Racial Profiling, Exclusion & The Tragic Shooting of Michael Brown
Unalloyed racial profiling and The Future of Police-Black Citizens Encounters
By Professor Kasper Lippert-Rasmussen (Aarhus University)
March 17, 2015 Picture: j-No/Flickr.
This article is part of the Critique’s exclusive Black Lives Matter: The Problem of Race and Police Ethics. It was published before the Ferguson Grand Jury and Department of Justice reports were released.
I. The Shooting
August 9, 12:01, 28-year-old, armed European-American police officer Darren Wilson confronted 18-year-old, unarmed, African-American Michael Brown in Ferguson, Missouri. Brown was walking down the middle of the road stopping traffic. Three minutes later Brown was dead, apparently shot six times. The day after the event, St Louis County Police Chief Jon Belmar said: “Mr Brown or his friend Mr Johnson had pushed Officer Wilson back into his car as he was trying to get out, and proceeded to physically assault the officer. At some point, they struggled over Mr Wilson’s weapon. A shot was fired in the car, at which point the officer got out of the vehicle, and shot Mr Brown”. An eyewitness, Tiffany Mitchell, reported: “Mr Brown briefly struggled with Mr Wilson, while he was still seated in the police car. During the struggle, Ms Mitchell says that the officer shot his gun through the window.

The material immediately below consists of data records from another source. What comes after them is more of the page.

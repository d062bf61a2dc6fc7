//! `statusfeed progress "<pipeline> :: <stage>[ :: <job>]" ...`

use anyhow::{Context, Result};
use chrono::Utc;
use clap::Args;

use statusfeed_core::ProjectName;
use statusfeed_daemon::request_progress;
use statusfeed_sync::ProgressEvent;

/// Report a stage or job's execution state to the running daemon.
#[derive(Args, Debug)]
pub struct ProgressArgs {
    /// Unit name, e.g. "build-linux :: compile :: unit-tests".
    pub name: String,

    #[arg(long, default_value = "Building")]
    pub activity: String,

    #[arg(long, default_value = "Unknown")]
    pub outcome: String,

    /// Build label shown next to the unit.
    #[arg(long)]
    pub label: String,

    /// Link to the execution's details page.
    #[arg(long = "url", default_value = "")]
    pub web_url: String,
}

impl ProgressArgs {
    pub fn run(self) -> Result<()> {
        let home = dirs::home_dir().context("could not determine home directory")?;
        let name = ProjectName::parse(&self.name)?;
        let event = ProgressEvent {
            name: name.clone(),
            activity: self.activity,
            outcome: self.outcome,
            label: self.label,
            web_url: self.web_url,
            at: Utc::now(),
        };

        let data = request_progress(&home, event).context("failed to send progress to daemon")?;
        match data.get("outcome").and_then(|v| v.as_str()) {
            Some("applied") => println!("recorded progress for '{name}'"),
            _ => println!("'{name}' is not in the feed; progress ignored"),
        }
        Ok(())
    }
}
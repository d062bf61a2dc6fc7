use std::path::{Path, PathBuf};
use std::time::Duration;

use statusfeed_core::config;
use statusfeed_sync::history;

pub const DEBOUNCE_WINDOW: Duration = Duration::from_millis(500);

pub const DAEMON_SOCKET: &str = "statusfeed.sock";

pub fn statusfeed_root(home: &Path) -> PathBuf {
    config::root_at(home)
}

pub fn config_path(home: &Path) -> PathBuf {
    config::config_path_at(home)
}

pub fn history_path(home: &Path) -> PathBuf {
    history::history_path_at(home)
}

pub fn socket_path(home: &Path) -> PathBuf {
    statusfeed_root(home).join(DAEMON_SOCKET)
}
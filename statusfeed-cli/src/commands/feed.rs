//! `statusfeed feed`: read the daemon's live feed.

use anyhow::{Context, Result};
use clap::Args;

use statusfeed_daemon::{request_feed, DaemonError};

use super::render::{print_entries, PrincipalArgs};

#[derive(Args, Debug)]
pub struct FeedArgs {
    #[command(flatten)]
    pub principal: PrincipalArgs,

    /// Emit machine-readable JSON.
    #[arg(long)]
    pub json: bool,
}

impl FeedArgs {
    pub fn run(self) -> Result<()> {
        let home = dirs::home_dir().context("could not determine home directory")?;
        match request_feed(&home, self.principal.principal()) {
            Ok(entries) => print_entries(&entries, self.json),
            Err(err @ DaemonError::DaemonNotRunning { .. }) => {
                Err(err).context("start it with `statusfeed daemon start`, or use `statusfeed snapshot`")
            }
            Err(err) => Err(err).context("failed to read feed from daemon"),
        }
    }
}
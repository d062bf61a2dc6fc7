//! statusfeed core library: domain types, structural configuration, errors.
//!
//! Public API surface:
//! - [`types`]: case-insensitive names, status entries and viewer sets
//! - [`config`]: the pipeline/stage/job configuration tree and its loader
//! - [`error`]: [`ConfigError`]

pub mod config;
pub mod error;
pub mod types;

pub use config::{
    AccessList, Authorization, CruiseConfig, JobConfig, PipelineConfig, PipelineGroup,
    StageConfig,
};
pub use error::ConfigError;
pub use types::{
    CaseInsensitiveName, EntryStatus, ExecutionStatus, Principal, ProjectName, StatusEntry,
    Viewers,
};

Following the first gunshot, Mr Brown ran down the street, and the officer got out of his vehicle and shot again (…) Michael jerks his body as if he’s hit and he turns around and faces the officer with his hands up” she said. “And the officer continues to shoot him until he goes down to the ground” [1]. While these two accounts overlap at some points and, strictly speaking, might be compatible, they also differ crucially in what they suggest. The former hints at self-defence, while the latter sounds more like an execution of a teenager who no longer poses any threat and, indeed, might be surrendering himself.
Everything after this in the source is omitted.